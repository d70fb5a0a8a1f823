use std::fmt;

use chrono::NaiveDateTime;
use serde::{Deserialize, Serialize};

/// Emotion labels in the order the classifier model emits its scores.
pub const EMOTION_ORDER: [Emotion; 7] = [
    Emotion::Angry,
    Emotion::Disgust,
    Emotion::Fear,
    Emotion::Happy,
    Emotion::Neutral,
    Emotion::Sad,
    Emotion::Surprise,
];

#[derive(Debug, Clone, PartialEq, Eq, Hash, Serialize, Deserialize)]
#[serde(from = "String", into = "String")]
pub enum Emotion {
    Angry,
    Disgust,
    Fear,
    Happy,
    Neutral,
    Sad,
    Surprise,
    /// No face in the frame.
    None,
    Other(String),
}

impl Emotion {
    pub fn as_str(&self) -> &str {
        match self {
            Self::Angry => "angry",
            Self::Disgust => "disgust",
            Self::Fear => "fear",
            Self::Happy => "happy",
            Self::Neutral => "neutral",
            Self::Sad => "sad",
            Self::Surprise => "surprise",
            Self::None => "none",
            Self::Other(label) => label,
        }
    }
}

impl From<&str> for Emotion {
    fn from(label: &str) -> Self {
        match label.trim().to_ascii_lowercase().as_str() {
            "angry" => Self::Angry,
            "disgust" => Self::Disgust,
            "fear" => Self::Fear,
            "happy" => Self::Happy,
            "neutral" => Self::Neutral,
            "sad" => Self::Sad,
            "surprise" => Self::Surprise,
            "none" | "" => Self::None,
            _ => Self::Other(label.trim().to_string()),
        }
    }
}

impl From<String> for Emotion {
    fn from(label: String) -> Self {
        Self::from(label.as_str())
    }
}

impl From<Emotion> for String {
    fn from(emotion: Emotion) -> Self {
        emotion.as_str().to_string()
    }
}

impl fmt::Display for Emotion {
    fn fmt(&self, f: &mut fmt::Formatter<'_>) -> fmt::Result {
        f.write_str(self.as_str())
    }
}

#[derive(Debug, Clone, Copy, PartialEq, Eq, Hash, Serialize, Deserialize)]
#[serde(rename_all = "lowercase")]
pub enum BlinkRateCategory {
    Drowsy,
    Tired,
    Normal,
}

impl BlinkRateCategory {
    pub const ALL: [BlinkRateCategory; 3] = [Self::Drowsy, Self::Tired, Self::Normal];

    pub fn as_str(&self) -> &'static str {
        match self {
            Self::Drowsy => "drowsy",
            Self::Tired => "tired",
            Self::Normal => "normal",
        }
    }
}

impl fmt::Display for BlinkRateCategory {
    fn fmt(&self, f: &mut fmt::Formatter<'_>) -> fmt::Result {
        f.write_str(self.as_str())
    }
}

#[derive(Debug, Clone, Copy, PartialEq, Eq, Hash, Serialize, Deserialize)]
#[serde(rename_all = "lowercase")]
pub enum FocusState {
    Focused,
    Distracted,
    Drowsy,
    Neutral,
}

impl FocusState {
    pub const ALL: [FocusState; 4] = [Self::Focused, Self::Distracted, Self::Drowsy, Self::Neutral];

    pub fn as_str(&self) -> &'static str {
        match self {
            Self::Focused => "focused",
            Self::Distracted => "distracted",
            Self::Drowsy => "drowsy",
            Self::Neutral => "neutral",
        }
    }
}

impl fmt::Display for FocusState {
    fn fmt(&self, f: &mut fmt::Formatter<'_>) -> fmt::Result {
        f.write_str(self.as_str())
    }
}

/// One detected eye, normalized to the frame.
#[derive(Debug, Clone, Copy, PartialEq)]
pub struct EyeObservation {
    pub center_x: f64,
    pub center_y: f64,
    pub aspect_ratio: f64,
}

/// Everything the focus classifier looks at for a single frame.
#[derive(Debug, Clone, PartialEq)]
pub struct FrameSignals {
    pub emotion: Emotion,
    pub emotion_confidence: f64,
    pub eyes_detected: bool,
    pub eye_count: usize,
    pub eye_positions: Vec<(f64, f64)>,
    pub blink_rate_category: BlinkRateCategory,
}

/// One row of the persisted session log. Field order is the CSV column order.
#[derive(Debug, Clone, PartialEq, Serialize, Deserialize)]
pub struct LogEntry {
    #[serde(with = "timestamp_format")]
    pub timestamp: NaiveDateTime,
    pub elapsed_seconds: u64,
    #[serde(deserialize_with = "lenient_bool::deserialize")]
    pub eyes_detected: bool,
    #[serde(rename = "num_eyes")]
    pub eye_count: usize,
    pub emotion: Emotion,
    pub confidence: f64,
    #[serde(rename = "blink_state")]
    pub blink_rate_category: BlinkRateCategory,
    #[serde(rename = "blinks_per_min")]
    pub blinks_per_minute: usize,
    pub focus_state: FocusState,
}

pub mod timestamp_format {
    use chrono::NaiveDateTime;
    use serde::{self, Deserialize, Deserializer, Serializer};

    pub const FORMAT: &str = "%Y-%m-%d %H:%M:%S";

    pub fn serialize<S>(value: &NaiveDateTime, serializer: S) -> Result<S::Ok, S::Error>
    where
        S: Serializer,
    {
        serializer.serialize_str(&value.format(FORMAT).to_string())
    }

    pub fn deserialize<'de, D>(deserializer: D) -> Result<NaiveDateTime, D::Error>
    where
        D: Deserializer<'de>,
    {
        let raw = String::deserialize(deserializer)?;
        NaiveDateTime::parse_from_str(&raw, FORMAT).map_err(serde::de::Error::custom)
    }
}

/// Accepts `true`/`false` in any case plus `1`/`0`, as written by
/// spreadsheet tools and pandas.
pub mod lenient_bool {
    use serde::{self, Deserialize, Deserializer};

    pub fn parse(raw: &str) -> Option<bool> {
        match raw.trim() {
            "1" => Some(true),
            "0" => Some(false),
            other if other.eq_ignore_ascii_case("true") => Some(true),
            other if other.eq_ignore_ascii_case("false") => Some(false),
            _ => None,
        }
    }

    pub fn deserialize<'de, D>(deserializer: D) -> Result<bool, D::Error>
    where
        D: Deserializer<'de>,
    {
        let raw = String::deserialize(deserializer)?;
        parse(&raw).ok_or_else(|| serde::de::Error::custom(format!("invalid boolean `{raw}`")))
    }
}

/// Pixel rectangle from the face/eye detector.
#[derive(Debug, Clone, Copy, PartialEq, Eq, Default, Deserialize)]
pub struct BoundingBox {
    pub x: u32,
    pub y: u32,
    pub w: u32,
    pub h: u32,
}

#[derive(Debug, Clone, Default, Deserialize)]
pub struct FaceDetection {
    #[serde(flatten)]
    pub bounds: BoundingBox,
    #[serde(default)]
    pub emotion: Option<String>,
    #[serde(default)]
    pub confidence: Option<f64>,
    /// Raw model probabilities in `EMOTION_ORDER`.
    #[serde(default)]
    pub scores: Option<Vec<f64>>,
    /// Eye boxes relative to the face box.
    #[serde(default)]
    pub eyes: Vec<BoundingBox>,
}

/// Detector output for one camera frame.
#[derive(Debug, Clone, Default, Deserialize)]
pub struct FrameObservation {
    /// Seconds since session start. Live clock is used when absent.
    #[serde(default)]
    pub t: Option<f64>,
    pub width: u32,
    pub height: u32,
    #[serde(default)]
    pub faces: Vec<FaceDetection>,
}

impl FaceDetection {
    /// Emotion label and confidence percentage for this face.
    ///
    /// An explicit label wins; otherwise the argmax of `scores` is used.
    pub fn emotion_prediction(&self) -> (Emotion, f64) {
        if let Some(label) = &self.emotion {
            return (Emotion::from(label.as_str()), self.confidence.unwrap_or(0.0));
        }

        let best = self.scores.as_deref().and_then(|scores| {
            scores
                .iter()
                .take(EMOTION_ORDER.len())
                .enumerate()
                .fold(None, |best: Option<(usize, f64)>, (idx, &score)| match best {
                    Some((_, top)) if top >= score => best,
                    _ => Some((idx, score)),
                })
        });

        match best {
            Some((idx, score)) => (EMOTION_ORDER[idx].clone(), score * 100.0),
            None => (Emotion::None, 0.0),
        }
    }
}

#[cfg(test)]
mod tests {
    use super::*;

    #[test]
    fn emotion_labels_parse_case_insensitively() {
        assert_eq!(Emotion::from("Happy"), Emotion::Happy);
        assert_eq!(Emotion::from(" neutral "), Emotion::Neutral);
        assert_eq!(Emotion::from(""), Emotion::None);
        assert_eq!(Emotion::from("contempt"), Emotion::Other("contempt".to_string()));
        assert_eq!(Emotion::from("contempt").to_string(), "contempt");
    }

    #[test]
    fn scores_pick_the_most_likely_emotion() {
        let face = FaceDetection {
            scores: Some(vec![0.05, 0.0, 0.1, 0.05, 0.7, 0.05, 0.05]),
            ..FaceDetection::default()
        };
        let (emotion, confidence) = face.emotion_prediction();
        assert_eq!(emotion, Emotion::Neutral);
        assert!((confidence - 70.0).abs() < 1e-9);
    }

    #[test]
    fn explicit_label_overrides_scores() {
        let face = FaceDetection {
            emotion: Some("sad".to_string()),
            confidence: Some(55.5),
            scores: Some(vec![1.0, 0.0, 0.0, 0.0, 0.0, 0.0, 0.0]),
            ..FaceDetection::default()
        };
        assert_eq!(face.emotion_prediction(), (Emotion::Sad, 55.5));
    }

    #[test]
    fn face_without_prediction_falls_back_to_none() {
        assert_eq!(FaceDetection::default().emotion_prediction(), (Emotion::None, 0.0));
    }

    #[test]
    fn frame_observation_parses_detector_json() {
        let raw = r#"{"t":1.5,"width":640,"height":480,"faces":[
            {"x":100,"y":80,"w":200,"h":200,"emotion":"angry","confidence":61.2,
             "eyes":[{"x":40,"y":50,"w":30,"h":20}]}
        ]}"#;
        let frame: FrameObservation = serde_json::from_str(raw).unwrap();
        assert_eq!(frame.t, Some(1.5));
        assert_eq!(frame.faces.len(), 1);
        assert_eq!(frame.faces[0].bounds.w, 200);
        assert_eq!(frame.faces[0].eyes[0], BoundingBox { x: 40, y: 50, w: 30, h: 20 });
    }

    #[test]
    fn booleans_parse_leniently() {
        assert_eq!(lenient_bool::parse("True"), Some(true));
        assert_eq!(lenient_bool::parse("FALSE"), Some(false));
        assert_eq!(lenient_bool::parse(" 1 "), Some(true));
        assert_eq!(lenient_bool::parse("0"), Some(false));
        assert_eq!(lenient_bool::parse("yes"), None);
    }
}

--------------------------------------------------

**Problem details:** Please determine how many lines of the records above include the word "contempt", replying with a number alone.

**Task result:** 2